How a revolutionary idea became our go-to way of living.

Shop the look: our pick from the high street

Spending a night at the hallowed Bauhaus school in Dessau, in the German state of Saxony-Anhalt, was my teenage dream come true. The walls of my childhood bedroom were plastered not with posters of pop stars, but with the furniture manufacturer Vitra’s wall chart of iconic 20th-century chairs. As a design geek, growing up in a house bedecked with Laura Ashley, I found the idea of the Bauhaus thrilling: each chair was a mini manifesto, embodying the world of stripped-back modern design that I might one day inhabit (I’m still waiting).

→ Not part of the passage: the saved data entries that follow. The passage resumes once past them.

//! Object container file writer
//!
//! `AvroWriter` writes the header up front, buffers encoded records and
//! emits them as blocks on `flush_block`, when the buffer grows past the
//! configured threshold, or on `close`.

use std::borrow::Borrow;
use std::io::Write;

use tracing::{debug, warn};
use uuid::Uuid;

use crate::codec::Codec;
use crate::error::WriterError;
use crate::reader::varint::write_zigzag;
use crate::schema::{AvroSchema, SchemaResolutionContext};
use crate::value::AvroValue;

use super::encode::encode_value;
use super::header::encode_header;

/// Configuration for the [`AvroWriter`].
#[derive(Debug, Clone, Default)]
pub struct WriterConfig {
    /// Codec for block payloads (default: null).
    pub codec: Codec,
    /// User metadata written after the reserved header entries.
    pub metadata: Vec<(String, Vec<u8>)>,
    /// Flush a block automatically once this many encoded bytes are pending.
    pub block_size_bytes: Option<usize>,
}

impl WriterConfig {
    pub fn new() -> Self {
        Self::default()
    }

    pub fn with_codec(mut self, codec: Codec) -> Self {
        self.codec = codec;
        self
    }

    /// Add one user metadata entry.
    pub fn with_metadata(mut self, key: impl Into<String>, value: impl Into<Vec<u8>>) -> Self {
        self.metadata.push((key.into(), value.into()));
        self
    }

    pub fn with_block_size_bytes(mut self, bytes: usize) -> Self {
        self.block_size_bytes = Some(bytes);
        self
    }

    /// Reject reserved, empty or repeated metadata keys.
    fn validate(&self) -> Result<(), WriterError> {
        for (i, (key, _)) in self.metadata.iter().enumerate() {
            if key.is_empty() {
                return Err(WriterError::Configuration(
                    "Metadata keys must not be empty".to_string(),
                ));
            }
            if key.starts_with("avro.") {
                return Err(WriterError::Configuration(format!(
                    "Metadata key '{}' uses the reserved 'avro.' prefix",
                    key
                )));
            }
            if self.metadata[..i].iter().any(|(k, _)| k == key) {
                return Err(WriterError::Configuration(format!(
                    "Duplicate metadata key '{}'",
                    key
                )));
            }
        }
        if self.block_size_bytes == Some(0) {
            return Err(WriterError::Configuration(
                "block_size_bytes must be greater than zero".to_string(),
            ));
        }
        Ok(())
    }
}

/// Writer for Avro object container files.
///
/// # Example
/// ```
/// use tarmac::schema::parse_schema;
/// use tarmac::value::AvroValue;
/// use tarmac::writer::{AvroWriter, WriterConfig};
///
/// let schema = parse_schema(r#""long""#)?;
/// let mut writer = AvroWriter::new(Vec::new(), schema, WriterConfig::new())?;
/// writer.append(&AvroValue::Long(1))?;
/// writer.append(&AvroValue::Long(2))?;
/// let bytes = writer.close()?;
/// assert_eq!(&bytes[..4], b"Obj\x01");
/// # Ok::<(), Box<dyn std::error::Error>>(())
/// ```
pub struct AvroWriter<W: Write> {
    /// `None` once closed
    sink: Option<W>,
    schema: AvroSchema,
    names: SchemaResolutionContext,
    codec: Codec,
    sync_marker: [u8; 16],
    block_size_bytes: Option<usize>,
    buffer: Vec<u8>,
    pending_records: u64,
    blocks_written: usize,
    records_written: u64,
}

impl<W: Write> AvroWriter<W> {
    /// Validate the configuration and write the header to `sink`.
    ///
    /// Nothing is written when validation fails.
    pub fn new(mut sink: W, schema: AvroSchema, config: WriterConfig) -> Result<Self, WriterError> {
        config.codec.ensure_enabled()?;
        config.validate()?;
        let names = SchemaResolutionContext::build_checked(&schema)?;

        let sync_marker = *Uuid::new_v4().as_bytes();
        let header = encode_header(&schema, config.codec, &config.metadata, &sync_marker);
        sink.write_all(&header)?;
        debug!(
            codec = config.codec.name(),
            metadata_entries = config.metadata.len(),
            header_size = header.len(),
            "Wrote container header"
        );

        Ok(Self {
            sink: Some(sink),
            schema,
            names,
            codec: config.codec,
            sync_marker,
            block_size_bytes: config.block_size_bytes,
            buffer: Vec::new(),
            pending_records: 0,
            blocks_written: 0,
            records_written: 0,
        })
    }

    /// Encode one record into the pending block.
    ///
    /// A value that fails to encode leaves the pending block unchanged.
    pub fn append(&mut self, value: &AvroValue) -> Result<(), WriterError> {
        if self.sink.is_none() {
            return Err(WriterError::Closed);
        }

        let start = self.buffer.len();
        if let Err(e) = encode_value(value, &self.schema, &self.names, &mut self.buffer) {
            self.buffer.truncate(start);
            return Err(e.into());
        }
        self.pending_records += 1;

        if let Some(threshold) = self.block_size_bytes {
            if self.buffer.len() >= threshold {
                self.flush_block()?;
            }
        }
        Ok(())
    }

    /// Append every value, then flush them as one block.
    ///
    /// Values appended before a failing one stay pending.
    pub fn append_block<I>(&mut self, values: I) -> Result<(), WriterError>
    where
        I: IntoIterator,
        I::Item: Borrow<AvroValue>,
    {
        for value in values {
            self.append(value.borrow())?;
        }
        self.flush_block()
    }

    /// Write the pending records as one block. Does nothing if none are pending.
    pub fn flush_block(&mut self) -> Result<(), WriterError> {
        let sink = self.sink.as_mut().ok_or(WriterError::Closed)?;
        if self.pending_records == 0 {
            return Ok(());
        }

        let compressed;
        let payload: &[u8] = match self.codec {
            Codec::Null => &self.buffer,
            codec => {
                compressed = codec.compress(&self.buffer)?;
                &compressed
            }
        };

        let mut framing = Vec::with_capacity(20);
        write_zigzag(&mut framing, self.pending_records as i64);
        write_zigzag(&mut framing, payload.len() as i64);
        sink.write_all(&framing)?;
        sink.write_all(payload)?;
        sink.write_all(&self.sync_marker)?;

        debug!(
            block_index = self.blocks_written,
            record_count = self.pending_records,
            uncompressed_size = self.buffer.len(),
            compressed_size = payload.len(),
            codec = self.codec.name(),
            "Wrote block"
        );

        self.blocks_written += 1;
        self.records_written += self.pending_records;
        self.pending_records = 0;
        self.buffer.clear();
        Ok(())
    }

    /// Flush pending records and the sink, and return the sink.
    ///
    /// Every later call on this writer fails with `WriterError::Closed`.
    pub fn close(&mut self) -> Result<W, WriterError> {
        self.flush_block()?;
        let mut sink = self.sink.take().ok_or(WriterError::Closed)?;
        sink.flush()?;
        Ok(sink)
    }

    pub fn is_closed(&self) -> bool {
        self.sink.is_none()
    }

    pub fn schema(&self) -> &AvroSchema {
        &self.schema
    }

    pub fn codec(&self) -> Codec {
        self.codec
    }

    /// The 16-byte marker written after the header and every block.
    pub fn sync_marker(&self) -> &[u8; 16] {
        &self.sync_marker
    }

    /// Records appended but not yet written as a block.
    pub fn pending_records(&self) -> u64 {
        self.pending_records
    }

    pub fn blocks_written(&self) -> usize {
        self.blocks_written
    }

    pub fn records_written(&self) -> u64 {
        self.records_written
    }
}

impl<W: Write> Drop for AvroWriter<W> {
    fn drop(&mut self) {
        if self.sink.is_none() {
            return;
        }
        if let Err(e) = self.flush_block() {
            warn!(error = %e, "Failed to flush pending records on drop");
        }
        if let Some(sink) = self.sink.as_mut() {
            if let Err(e) = sink.flush() {
                warn!(error = %e, "Failed to flush sink on drop");
            }
        }
    }
}

#[cfg(test)]
mod tests {
    use super::*;
    use crate::error::{CodecError, EncodeError};
    use crate::reader::header::AvroHeader;
    use crate::reader::{BlockReader, RecordReader};

    fn long_writer(config: WriterConfig) -> AvroWriter<Vec<u8>> {
        AvroWriter::new(Vec::new(), AvroSchema::Long, config).unwrap()
    }

    fn read_all(bytes: &[u8]) -> Vec<AvroValue> {
        RecordReader::new(bytes)
            .unwrap()
            .collect::<Result<_, _>>()
            .unwrap()
    }

    #[test]
    fn test_header_only_when_no_records() {
        let mut writer = long_writer(WriterConfig::new());
        writer.flush_block().unwrap();
        let sync = *writer.sync_marker();
        let bytes = writer.close().unwrap();

        let header = AvroHeader::parse(&bytes).unwrap();
        assert_eq!(header.header_size, bytes.len() as u64);
        assert_eq!(header.sync_marker, sync);
        assert!(read_all(&bytes).is_empty());
    }

    #[test]
    fn test_append_and_flush_blocks() {
        let mut writer = long_writer(WriterConfig::new());
        writer.append_block([AvroValue::Long(1), AvroValue::Long(2)]).unwrap();
        writer.append(&AvroValue::Long(3)).unwrap();
        assert_eq!(writer.pending_records(), 1);
        let bytes = writer.close().unwrap();

        let mut blocks = BlockReader::new(&bytes[..]).unwrap();
        assert_eq!(blocks.next_block().unwrap().unwrap().record_count, 2);
        assert_eq!(blocks.next_block().unwrap().unwrap().record_count, 1);
        assert!(blocks.next_block().unwrap().is_none());

        assert_eq!(
            read_all(&bytes),
            vec![AvroValue::Long(1), AvroValue::Long(2), AvroValue::Long(3)]
        );
    }

    #[test]
    fn test_block_layout() {
        let mut writer = long_writer(WriterConfig::new());
        writer.append_block(&[AvroValue::Long(1)]).unwrap();
        let sync = *writer.sync_marker();
        let bytes = writer.close().unwrap();

        let tail = &bytes[bytes.len() - 19..];
        assert_eq!(&tail[..3], &[0x02, 0x02, 0x02]);
        assert_eq!(&tail[3..], &sync);
    }

    #[test]
    fn test_failed_append_leaves_block_unchanged() {
        let mut writer = long_writer(WriterConfig::new());
        writer.append(&AvroValue::Long(4)).unwrap();
        let err = writer.append(&AvroValue::from("nope")).unwrap_err();
        assert!(matches!(err, WriterError::Encode(EncodeError::TypeMismatch { .. })));
        assert_eq!(writer.pending_records(), 1);
        let bytes = writer.close().unwrap();
        assert_eq!(read_all(&bytes), vec![AvroValue::Long(4)]);
    }

    #[test]
    fn test_closed_writer_rejects_calls() {
        let mut writer = long_writer(WriterConfig::new());
        writer.close().unwrap();
        assert!(writer.is_closed());
        assert!(matches!(writer.append(&AvroValue::Long(1)), Err(WriterError::Closed)));
        assert!(matches!(writer.flush_block(), Err(WriterError::Closed)));
        assert!(matches!(writer.close(), Err(WriterError::Closed)));
    }

    #[test]
    fn test_block_size_threshold_flushes() {
        let mut writer = long_writer(WriterConfig::new().with_block_size_bytes(2));
        for i in 0..5 {
            writer.append(&AvroValue::Long(i)).unwrap();
        }
        // Each long here is one byte, so every second append flushes
        assert_eq!(writer.blocks_written(), 2);
        assert_eq!(writer.pending_records(), 1);
        assert_eq!(writer.records_written(), 4);
        let bytes = writer.close().unwrap();
        assert_eq!(read_all(&bytes).len(), 5);
    }

    #[test]
    fn test_reserved_metadata_key_rejected() {
        let mut sink = Vec::new();
        let result = AvroWriter::new(
            &mut sink,
            AvroSchema::Long,
            WriterConfig::new().with_metadata("avro.custom", "x"),
        );
        assert!(matches!(result, Err(WriterError::Configuration(_))));
        drop(result);
        assert!(sink.is_empty());
    }

    #[test]
    fn test_user_metadata_round_trip() {
        let mut writer = long_writer(WriterConfig::new().with_metadata("origin", "test"));
        let bytes = writer.close().unwrap();
        let header = AvroHeader::parse(&bytes).unwrap();
        assert_eq!(header.get_metadata_string("origin"), Some("test"));
    }

    #[test]
    fn test_unresolved_schema_rejected_before_writing() {
        let mut sink = Vec::new();
        let schema = AvroSchema::Array(Box::new(AvroSchema::Named("Missing".into())));
        let result = AvroWriter::new(&mut sink, schema, WriterConfig::new());
        assert!(matches!(result, Err(WriterError::Schema(_))));
        drop(result);
        assert!(sink.is_empty());
    }

    #[test]
    fn test_drop_flushes_pending_records() {
        let mut sink = Vec::new();
        {
            let mut writer = AvroWriter::new(&mut sink, AvroSchema::Long, WriterConfig::new()).unwrap();
            writer.append(&AvroValue::Long(9)).unwrap();
        }
        assert_eq!(read_all(&sink), vec![AvroValue::Long(9)]);
    }

    #[test]
    fn test_codec_round_trips() {
        for codec in Codec::ALL.into_iter().filter(Codec::is_enabled) {
            let mut writer = long_writer(WriterConfig::new().with_codec(codec));
            writer
                .append_block((0..100).map(AvroValue::Long).collect::<Vec<_>>())
                .unwrap();
            let bytes = writer.close().unwrap();
            let header = AvroHeader::parse(&bytes).unwrap();
            assert_eq!(header.codec, codec);
            assert_eq!(read_all(&bytes).len(), 100, "codec {}", codec);
        }
    }

    #[test]
    fn test_disabled_codec_fails_before_writing() {
        if let Some(codec) = Codec::ALL.into_iter().find(|c| !c.is_enabled()) {
            let mut sink = Vec::new();
            let result = AvroWriter::new(&mut sink, AvroSchema::Long, WriterConfig::new().with_codec(codec));
            assert!(matches!(
                result,
                Err(WriterError::Codec(CodecError::UnsupportedCodec(_)))
            ));
            drop(result);
            assert!(sink.is_empty());
        }
    }
}
//! Avro file writer components
//!
//! Binary encoding of values, header serialization and the container
//! writer that frames encoded records into blocks.

mod container;
pub mod encode;
mod header;

pub use container::{AvroWriter, WriterConfig};
pub use encode::{encode_value, json_to_value, select_branch, to_avro_bytes};
pub use header::encode_header;
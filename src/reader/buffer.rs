//! Buffered byte source with position tracking and replay.
//!
//! The block reader pulls bytes one varint or payload at a time, so the
//! underlying handle is wrapped in a `BufReader`. Two extras support
//! recovery after a corrupt block:
//! - capture: a copy of every byte consumed since `begin_capture`
//! - replay: bytes handed back with `unread` are served again before new input

use std::collections::VecDeque;
use std::io::{self, BufRead, BufReader, Read};

use crate::error::DecodeError;
use crate::reader::varint::{decode_varint_with, zigzag_to_i64};

/// Default size of the internal read buffer.
pub const DEFAULT_BUFFER_SIZE: usize = 64 * 1024;

/// A forward-only byte source over any `Read` handle.
pub struct SourceBuffer<R> {
    reader: BufReader<R>,
    replay: VecDeque<u8>,
    offset: u64,
    capture: Option<Vec<u8>>,
}

impl<R: Read> SourceBuffer<R> {
    /// Wrap `reader` with the default buffer size.
    pub fn new(reader: R) -> Self {
        Self::with_capacity(DEFAULT_BUFFER_SIZE, reader)
    }

    pub fn with_capacity(capacity: usize, reader: R) -> Self {
        Self {
            reader: BufReader::with_capacity(capacity, reader),
            replay: VecDeque::new(),
            offset: 0,
            capture: None,
        }
    }

    /// Number of bytes consumed so far.
    pub fn offset(&self) -> u64 {
        self.offset
    }

    /// Read one byte, or `None` at end of input.
    pub fn read_byte(&mut self) -> io::Result<Option<u8>> {
        let byte = match self.replay.pop_front() {
            Some(b) => Some(b),
            None => {
                let buf = self.reader.fill_buf()?;
                match buf.first().copied() {
                    Some(b) => {
                        self.reader.consume(1);
                        Some(b)
                    }
                    None => None,
                }
            }
        };
        if let Some(b) = byte {
            self.offset += 1;
            if let Some(capture) = self.capture.as_mut() {
                capture.push(b);
            }
        }
        Ok(byte)
    }

    /// Read up to `len` bytes. A shorter result means end of input.
    ///
    /// Never allocates more than the input actually holds, so a corrupt
    /// length prefix cannot trigger a huge allocation.
    pub fn read_bytes(&mut self, len: usize) -> io::Result<Vec<u8>> {
        let from_replay = len.min(self.replay.len());
        let mut out: Vec<u8> = self.replay.drain(..from_replay).collect();
        if out.len() < len {
            (&mut self.reader)
                .take((len - out.len()) as u64)
                .read_to_end(&mut out)?;
        }
        self.offset += out.len() as u64;
        if let Some(capture) = self.capture.as_mut() {
            capture.extend_from_slice(&out);
        }
        Ok(out)
    }

    /// Whether the source has no more bytes.
    pub fn at_eof(&mut self) -> io::Result<bool> {
        Ok(self.replay.is_empty() && self.reader.fill_buf()?.is_empty())
    }

    /// Read a zig-zag encoded long.
    ///
    /// End of input before the first byte is `Ok(None)`; end of input in
    /// the middle of the varint is `UnexpectedEof`.
    pub fn read_long(&mut self) -> Result<Option<i64>, DecodeError> {
        let first = match self.read_byte()? {
            Some(b) => b,
            None => return Ok(None),
        };
        let mut pending = Some(first);
        let raw = decode_varint_with(|| match pending.take() {
            Some(b) => Ok(b),
            None => self.read_byte()?.ok_or(DecodeError::UnexpectedEof),
        })?;
        Ok(Some(zigzag_to_i64(raw)))
    }

    /// Start recording consumed bytes, discarding any previous capture.
    pub fn begin_capture(&mut self) {
        self.capture = Some(Vec::new());
    }

    /// Stop recording and return the captured bytes.
    pub fn end_capture(&mut self) -> Vec<u8> {
        self.capture.take().unwrap_or_default()
    }

    /// Push `bytes` back so they are read again before any new input.
    pub fn unread(&mut self, bytes: &[u8]) {
        for &b in bytes.iter().rev() {
            self.replay.push_front(b);
        }
        self.offset = self.offset.saturating_sub(bytes.len() as u64);
    }

    /// Consume the buffer and return the underlying reader.
    pub fn into_inner(self) -> R {
        self.reader.into_inner()
    }
}

#[cfg(test)]
mod tests {
    use super::*;

    #[test]
    fn test_read_bytes_tracks_offset() {
        let mut src = SourceBuffer::new(&[1u8, 2, 3, 4, 5][..]);
        assert_eq!(src.read_bytes(2).unwrap(), vec![1, 2]);
        assert_eq!(src.offset(), 2);
        assert_eq!(src.read_byte().unwrap(), Some(3));
        assert_eq!(src.read_bytes(10).unwrap(), vec![4, 5]);
        assert_eq!(src.offset(), 5);
        assert!(src.at_eof().unwrap());
        assert_eq!(src.read_byte().unwrap(), None);
    }

    #[test]
    fn test_unread_replays_before_input() {
        let mut src = SourceBuffer::new(&[1u8, 2, 3][..]);
        let first = src.read_bytes(2).unwrap();
        src.unread(&first[1..]);
        assert_eq!(src.offset(), 1);
        assert_eq!(src.read_bytes(3).unwrap(), vec![2, 3]);
        assert_eq!(src.offset(), 3);
    }

    #[test]
    fn test_capture_records_consumed_bytes() {
        let mut src = SourceBuffer::new(&[9u8, 8, 7, 6][..]);
        src.read_byte().unwrap();
        src.begin_capture();
        src.read_byte().unwrap();
        src.read_bytes(2).unwrap();
        assert_eq!(src.end_capture(), vec![8, 7, 6]);
        assert!(src.end_capture().is_empty());
    }

    #[test]
    fn test_read_long() {
        let mut src = SourceBuffer::new(&[0x03u8, 0x80, 0x01, 0x80][..]);
        assert_eq!(src.read_long().unwrap(), Some(-2));
        assert_eq!(src.read_long().unwrap(), Some(64));
        assert!(matches!(src.read_long(), Err(DecodeError::UnexpectedEof)));
        assert_eq!(src.read_long().unwrap(), None);
    }

    #[test]
    fn test_small_capacity_spans_refills() {
        let data: Vec<u8> = (0..=255).collect();
        let mut src = SourceBuffer::with_capacity(7, &data[..]);
        assert_eq!(src.read_bytes(100).unwrap(), data[..100].to_vec());
        assert_eq!(src.read_byte().unwrap(), Some(100));
    }
}
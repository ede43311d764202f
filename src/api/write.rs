//! Write functions: single values and whole tables.

use std::collections::HashSet;
use std::io::Write;
use std::path::Path;

use tracing::debug;

use crate::error::{EncodeError, SchemaError, WriterError};
use crate::schema::{
    infer_schema, AvroSchema, FieldSchema, RecordSchema, SchemaResolutionContext, ROW_RECORD_NAME,
};
use crate::source::LocalSink;
use crate::table::RowSource;
use crate::value::AvroValue;
use crate::writer::{to_avro_bytes, AvroWriter};

use super::options::WriteOptions;

/// Encode one value to bytes (no container framing).
///
/// # Example
/// ```
/// use tarmac::api::to_bytes;
/// use tarmac::schema::AvroSchema;
/// use tarmac::value::AvroValue;
///
/// let bytes = to_bytes(&AvroValue::Long(-1), &AvroSchema::Long)?;
/// assert_eq!(bytes, vec![0x01]);
/// # Ok::<(), tarmac::error::EncodeError>(())
/// ```
pub fn to_bytes(value: &AvroValue, schema: &AvroSchema) -> Result<Vec<u8>, EncodeError> {
    let names = SchemaResolutionContext::build_from_schema(schema);
    to_avro_bytes(value, schema, &names)
}

/// Encode one value and write it to `sink`.
///
/// Nothing is written if encoding fails.
pub fn write_value<W: Write>(
    sink: &mut W,
    value: &AvroValue,
    schema: &AvroSchema,
) -> Result<(), EncodeError> {
    let bytes = to_bytes(value, schema)?;
    sink.write_all(&bytes)?;
    Ok(())
}

/// Pick the schema a row source is written with.
///
/// Order of preference: explicit option, the source's record schema, its
/// column schemas, inference over every row.
fn resolve_table_schema<S: RowSource + ?Sized>(
    source: &S,
    options: &WriteOptions,
    columns: &[String],
) -> Result<AvroSchema, WriterError> {
    let schema = if let Some(schema) = options.schema.clone().or_else(|| source.schema()) {
        schema
    } else if let Some(schemas) = source.column_schemas() {
        if schemas.len() != columns.len() {
            return Err(WriterError::Configuration(format!(
                "{} column schemas for {} columns",
                schemas.len(),
                columns.len()
            )));
        }
        let fields = columns
            .iter()
            .zip(schemas)
            .map(|(name, schema)| FieldSchema::new(name.clone(), schema))
            .collect();
        AvroSchema::Record(RecordSchema::new(ROW_RECORD_NAME, fields))
    } else {
        debug!(columns = columns.len(), "Inferring table schema from rows");
        infer_schema(columns, source.rows())
    };

    if schema.as_record().is_none() {
        return Err(SchemaError::InvalidSchema(format!(
            "Tables are written with a record schema, got {}",
            schema.type_key()
        ))
        .into());
    }
    Ok(schema)
}

/// Write a row source as a container file to `sink` and return the sink.
///
/// One block is written per source partition; without partitions every row
/// goes into a single block (unless `block_size_bytes` splits it).
pub fn write_table<W, S>(sink: W, source: &S, options: &WriteOptions) -> Result<W, WriterError>
where
    W: Write,
    S: RowSource + ?Sized,
{
    let columns = source.column_names();
    let schema = resolve_table_schema(source, options, &columns)?;
    let mut writer = AvroWriter::new(sink, schema, options.writer_config())?;

    let partition_ends: HashSet<usize> = source
        .partitions()
        .unwrap_or_default()
        .into_iter()
        .map(|range| range.end)
        .collect();

    let mut count = 0usize;
    for row in source.rows() {
        let record = AvroValue::Record(columns.iter().cloned().zip(row.iter().cloned()).collect());
        writer.append(&record)?;
        count += 1;
        if partition_ends.contains(&count) {
            writer.flush_block()?;
        }
    }

    debug!(
        rows = count,
        blocks = writer.blocks_written() + usize::from(writer.pending_records() > 0),
        codec = options.compress.name(),
        "Wrote table"
    );
    writer.close()
}

/// Write a row source as a container file at `path`.
pub fn write_table_file<P, S>(path: P, source: &S, options: &WriteOptions) -> Result<(), WriterError>
where
    P: AsRef<Path>,
    S: RowSource + ?Sized,
{
    let sink = LocalSink::create(path)?;
    let mut sink = write_table(sink, source, options)?;
    sink.sync()?;
    Ok(())
}

/// Write a row source as a container file into memory.
pub fn to_buffer<S: RowSource + ?Sized>(
    source: &S,
    options: &WriteOptions,
) -> Result<Vec<u8>, WriterError> {
    write_table(Vec::new(), source, options)
}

Yet, almost 20 years later, when I got to stay in Josef Albers’ former bedroom in the Bauhaus dormitory block, surrounded by chairs and lamps designed by the school’s various luminaries, it felt disappointingly like a sleepover in an Ikea showroom. There was a stack of four coloured nesting tables in one corner, of the kind readily available from Habitat for £95, but these were in fact Albers’ original version, designed in 1924, now reissued by the German manufacturer Klein & More – yours for £1,614 (from connox.co.uk). In another corner stood a simple bent tubular steel chair by Mart Stam, of the unremarkable sort you find in restaurants and meeting rooms around the world. There was a steel coat stand, too, which I thought betrayed the hand of Marcel Breuer – but which turned out to be from Ikea.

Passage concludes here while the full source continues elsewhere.